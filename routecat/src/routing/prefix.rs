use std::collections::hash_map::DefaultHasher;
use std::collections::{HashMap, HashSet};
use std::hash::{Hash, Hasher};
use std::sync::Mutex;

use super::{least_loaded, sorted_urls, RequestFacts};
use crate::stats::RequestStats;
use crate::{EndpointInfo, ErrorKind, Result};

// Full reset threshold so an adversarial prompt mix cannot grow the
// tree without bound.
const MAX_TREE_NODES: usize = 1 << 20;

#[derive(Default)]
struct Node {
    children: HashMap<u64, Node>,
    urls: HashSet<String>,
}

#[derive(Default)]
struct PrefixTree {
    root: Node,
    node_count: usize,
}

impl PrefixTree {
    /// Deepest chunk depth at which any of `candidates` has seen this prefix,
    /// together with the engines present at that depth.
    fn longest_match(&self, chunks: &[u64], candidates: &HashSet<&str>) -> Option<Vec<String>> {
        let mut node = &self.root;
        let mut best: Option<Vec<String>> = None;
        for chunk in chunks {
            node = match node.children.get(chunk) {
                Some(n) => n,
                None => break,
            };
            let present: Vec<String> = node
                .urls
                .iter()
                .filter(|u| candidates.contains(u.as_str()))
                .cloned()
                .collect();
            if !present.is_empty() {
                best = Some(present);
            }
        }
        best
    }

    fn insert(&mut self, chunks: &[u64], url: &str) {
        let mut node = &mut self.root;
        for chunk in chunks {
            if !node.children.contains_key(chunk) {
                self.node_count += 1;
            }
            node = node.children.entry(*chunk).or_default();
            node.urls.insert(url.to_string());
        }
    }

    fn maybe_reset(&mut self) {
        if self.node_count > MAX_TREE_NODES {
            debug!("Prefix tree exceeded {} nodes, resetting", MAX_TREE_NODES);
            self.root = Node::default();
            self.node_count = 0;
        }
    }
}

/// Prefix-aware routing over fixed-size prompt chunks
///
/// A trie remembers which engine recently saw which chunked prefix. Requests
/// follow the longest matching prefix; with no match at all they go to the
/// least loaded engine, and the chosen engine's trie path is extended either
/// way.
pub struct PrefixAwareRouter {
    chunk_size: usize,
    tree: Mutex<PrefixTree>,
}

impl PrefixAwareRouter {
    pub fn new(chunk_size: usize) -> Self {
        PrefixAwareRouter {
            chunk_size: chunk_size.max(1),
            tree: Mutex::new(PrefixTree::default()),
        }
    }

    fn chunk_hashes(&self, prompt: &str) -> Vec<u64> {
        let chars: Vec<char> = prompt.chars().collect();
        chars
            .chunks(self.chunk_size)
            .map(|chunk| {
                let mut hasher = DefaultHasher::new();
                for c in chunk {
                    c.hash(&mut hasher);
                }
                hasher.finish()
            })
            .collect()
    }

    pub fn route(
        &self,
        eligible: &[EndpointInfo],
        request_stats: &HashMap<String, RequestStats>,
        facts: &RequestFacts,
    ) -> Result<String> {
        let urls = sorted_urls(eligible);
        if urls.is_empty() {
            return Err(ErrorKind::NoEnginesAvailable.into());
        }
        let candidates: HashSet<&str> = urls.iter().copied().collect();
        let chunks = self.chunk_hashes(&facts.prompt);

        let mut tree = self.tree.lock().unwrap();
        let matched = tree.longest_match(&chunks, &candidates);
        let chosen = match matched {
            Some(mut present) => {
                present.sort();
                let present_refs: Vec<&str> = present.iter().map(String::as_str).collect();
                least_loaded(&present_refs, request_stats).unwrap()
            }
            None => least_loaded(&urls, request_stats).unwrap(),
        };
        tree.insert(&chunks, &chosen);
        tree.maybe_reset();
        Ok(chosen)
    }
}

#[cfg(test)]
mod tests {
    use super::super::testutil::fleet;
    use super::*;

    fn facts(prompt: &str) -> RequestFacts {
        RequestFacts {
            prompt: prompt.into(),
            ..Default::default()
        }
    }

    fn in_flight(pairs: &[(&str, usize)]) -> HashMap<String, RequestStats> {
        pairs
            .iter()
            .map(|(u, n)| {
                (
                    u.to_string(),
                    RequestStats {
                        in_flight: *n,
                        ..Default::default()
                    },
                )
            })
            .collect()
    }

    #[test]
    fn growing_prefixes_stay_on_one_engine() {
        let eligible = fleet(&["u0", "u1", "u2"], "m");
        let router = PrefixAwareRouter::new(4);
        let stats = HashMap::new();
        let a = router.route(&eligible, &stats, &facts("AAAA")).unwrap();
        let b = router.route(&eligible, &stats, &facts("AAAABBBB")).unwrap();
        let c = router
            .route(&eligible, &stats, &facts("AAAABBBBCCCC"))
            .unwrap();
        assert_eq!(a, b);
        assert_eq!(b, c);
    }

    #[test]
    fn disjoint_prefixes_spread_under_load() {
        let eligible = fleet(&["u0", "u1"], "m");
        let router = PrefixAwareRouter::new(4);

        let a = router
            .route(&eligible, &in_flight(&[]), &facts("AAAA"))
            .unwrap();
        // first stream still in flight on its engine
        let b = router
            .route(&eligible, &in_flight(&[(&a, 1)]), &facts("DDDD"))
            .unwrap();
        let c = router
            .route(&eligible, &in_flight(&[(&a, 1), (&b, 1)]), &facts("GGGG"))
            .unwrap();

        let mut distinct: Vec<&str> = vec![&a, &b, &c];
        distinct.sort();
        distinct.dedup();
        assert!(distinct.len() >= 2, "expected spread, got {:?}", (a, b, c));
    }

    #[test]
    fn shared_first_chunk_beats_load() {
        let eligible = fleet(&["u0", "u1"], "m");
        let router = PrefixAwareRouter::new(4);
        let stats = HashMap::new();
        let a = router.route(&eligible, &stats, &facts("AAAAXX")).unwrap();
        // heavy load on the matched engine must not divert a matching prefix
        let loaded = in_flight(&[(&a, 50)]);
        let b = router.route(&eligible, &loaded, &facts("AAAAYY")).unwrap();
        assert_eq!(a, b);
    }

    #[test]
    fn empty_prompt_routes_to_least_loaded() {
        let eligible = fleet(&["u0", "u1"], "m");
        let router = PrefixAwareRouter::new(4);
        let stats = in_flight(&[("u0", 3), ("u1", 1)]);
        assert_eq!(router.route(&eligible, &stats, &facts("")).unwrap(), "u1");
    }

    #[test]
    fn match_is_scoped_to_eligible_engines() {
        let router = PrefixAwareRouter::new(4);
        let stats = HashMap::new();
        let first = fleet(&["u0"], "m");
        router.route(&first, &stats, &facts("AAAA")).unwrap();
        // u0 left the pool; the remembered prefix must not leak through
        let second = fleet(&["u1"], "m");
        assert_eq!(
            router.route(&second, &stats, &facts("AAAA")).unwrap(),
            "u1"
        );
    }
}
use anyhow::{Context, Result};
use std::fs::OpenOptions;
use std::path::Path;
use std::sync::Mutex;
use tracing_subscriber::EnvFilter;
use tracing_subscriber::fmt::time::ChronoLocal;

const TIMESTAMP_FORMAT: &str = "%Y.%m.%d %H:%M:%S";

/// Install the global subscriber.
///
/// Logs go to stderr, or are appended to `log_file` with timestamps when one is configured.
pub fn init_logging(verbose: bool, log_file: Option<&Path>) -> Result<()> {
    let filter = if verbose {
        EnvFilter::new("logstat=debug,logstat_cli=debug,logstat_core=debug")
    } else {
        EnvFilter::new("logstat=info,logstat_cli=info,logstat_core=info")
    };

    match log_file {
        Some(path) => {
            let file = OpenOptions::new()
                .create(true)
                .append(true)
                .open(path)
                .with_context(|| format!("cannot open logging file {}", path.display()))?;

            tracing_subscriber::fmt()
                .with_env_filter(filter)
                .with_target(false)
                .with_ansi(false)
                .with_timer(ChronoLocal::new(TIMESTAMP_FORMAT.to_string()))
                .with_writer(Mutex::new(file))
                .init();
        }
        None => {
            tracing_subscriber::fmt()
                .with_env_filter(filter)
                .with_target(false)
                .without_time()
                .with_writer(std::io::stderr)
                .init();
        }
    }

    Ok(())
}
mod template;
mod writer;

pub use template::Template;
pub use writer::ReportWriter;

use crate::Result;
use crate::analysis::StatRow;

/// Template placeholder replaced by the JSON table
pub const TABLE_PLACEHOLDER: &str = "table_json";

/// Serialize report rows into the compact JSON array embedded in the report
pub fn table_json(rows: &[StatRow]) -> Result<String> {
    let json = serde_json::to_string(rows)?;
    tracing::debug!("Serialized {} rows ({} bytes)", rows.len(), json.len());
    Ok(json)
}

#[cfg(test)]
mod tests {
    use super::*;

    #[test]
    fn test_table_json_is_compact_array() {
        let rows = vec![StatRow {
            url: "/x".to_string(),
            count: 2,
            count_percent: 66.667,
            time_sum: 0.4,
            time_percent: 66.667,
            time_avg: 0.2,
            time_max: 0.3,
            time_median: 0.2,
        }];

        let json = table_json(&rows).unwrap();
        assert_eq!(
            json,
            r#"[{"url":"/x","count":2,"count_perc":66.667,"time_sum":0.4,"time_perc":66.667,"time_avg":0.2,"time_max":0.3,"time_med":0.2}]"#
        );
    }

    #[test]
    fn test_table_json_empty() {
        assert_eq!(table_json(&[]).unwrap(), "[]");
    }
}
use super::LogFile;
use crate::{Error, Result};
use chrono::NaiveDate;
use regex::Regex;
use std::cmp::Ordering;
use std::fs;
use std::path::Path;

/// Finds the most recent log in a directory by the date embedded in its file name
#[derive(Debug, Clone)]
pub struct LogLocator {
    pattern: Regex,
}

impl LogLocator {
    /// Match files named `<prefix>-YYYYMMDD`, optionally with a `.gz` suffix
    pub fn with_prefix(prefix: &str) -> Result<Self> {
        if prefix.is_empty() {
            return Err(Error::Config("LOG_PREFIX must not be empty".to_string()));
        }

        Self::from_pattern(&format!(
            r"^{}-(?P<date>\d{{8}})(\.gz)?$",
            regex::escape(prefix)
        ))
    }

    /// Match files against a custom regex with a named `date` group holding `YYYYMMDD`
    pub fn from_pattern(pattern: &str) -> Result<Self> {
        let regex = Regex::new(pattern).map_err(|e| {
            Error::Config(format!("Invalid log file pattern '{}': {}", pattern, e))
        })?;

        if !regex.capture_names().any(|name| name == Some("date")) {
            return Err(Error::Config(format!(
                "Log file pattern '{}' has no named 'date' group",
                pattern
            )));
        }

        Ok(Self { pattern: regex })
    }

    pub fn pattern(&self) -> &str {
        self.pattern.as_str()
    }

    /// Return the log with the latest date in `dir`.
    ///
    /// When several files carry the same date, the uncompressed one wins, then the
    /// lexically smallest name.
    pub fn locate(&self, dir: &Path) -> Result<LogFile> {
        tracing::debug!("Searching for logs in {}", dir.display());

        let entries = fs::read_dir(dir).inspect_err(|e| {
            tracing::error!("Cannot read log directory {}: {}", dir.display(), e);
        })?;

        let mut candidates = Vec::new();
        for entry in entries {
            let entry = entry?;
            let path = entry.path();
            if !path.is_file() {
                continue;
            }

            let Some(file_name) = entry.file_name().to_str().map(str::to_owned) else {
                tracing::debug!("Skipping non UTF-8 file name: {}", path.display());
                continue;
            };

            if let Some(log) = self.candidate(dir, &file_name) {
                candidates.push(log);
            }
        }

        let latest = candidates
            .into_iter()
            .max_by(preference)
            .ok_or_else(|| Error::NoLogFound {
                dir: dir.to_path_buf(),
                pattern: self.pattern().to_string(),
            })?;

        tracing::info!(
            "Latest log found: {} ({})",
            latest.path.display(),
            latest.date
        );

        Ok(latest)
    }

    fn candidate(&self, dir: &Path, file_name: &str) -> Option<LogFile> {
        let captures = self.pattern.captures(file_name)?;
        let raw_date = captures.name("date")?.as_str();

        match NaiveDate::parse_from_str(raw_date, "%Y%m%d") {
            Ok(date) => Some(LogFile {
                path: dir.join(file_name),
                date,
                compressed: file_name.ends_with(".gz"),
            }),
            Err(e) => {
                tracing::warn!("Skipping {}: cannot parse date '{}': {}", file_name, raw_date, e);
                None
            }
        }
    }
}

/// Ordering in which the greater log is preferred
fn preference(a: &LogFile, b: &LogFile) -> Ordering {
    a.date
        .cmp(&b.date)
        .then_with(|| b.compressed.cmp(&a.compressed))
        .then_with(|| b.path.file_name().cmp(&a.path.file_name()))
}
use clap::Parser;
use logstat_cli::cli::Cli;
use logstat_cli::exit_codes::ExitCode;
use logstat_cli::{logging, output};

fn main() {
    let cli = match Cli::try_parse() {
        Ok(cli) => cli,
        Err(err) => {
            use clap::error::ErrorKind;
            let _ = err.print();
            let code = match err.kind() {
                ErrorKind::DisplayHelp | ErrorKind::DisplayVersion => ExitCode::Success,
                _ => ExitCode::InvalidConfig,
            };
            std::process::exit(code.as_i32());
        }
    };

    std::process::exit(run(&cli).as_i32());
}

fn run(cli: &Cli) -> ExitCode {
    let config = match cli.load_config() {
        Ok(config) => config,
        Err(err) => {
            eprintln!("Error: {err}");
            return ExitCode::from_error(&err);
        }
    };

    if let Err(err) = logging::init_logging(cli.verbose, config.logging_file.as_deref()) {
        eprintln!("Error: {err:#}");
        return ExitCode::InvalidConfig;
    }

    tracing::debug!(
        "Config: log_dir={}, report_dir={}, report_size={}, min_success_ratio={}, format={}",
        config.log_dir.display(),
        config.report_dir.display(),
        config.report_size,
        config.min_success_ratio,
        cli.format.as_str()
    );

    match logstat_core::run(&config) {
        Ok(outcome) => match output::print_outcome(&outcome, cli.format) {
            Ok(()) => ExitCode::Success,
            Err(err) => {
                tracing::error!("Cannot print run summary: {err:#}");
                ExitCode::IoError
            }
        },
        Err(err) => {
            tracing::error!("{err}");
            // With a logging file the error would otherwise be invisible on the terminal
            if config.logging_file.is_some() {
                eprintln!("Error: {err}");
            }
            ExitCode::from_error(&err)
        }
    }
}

━━━━━━━━━━

## Aim of the exercise
Within the listing above, tally the lines holding the word "ErrorKind". Give the tally only.

## Expected answer
4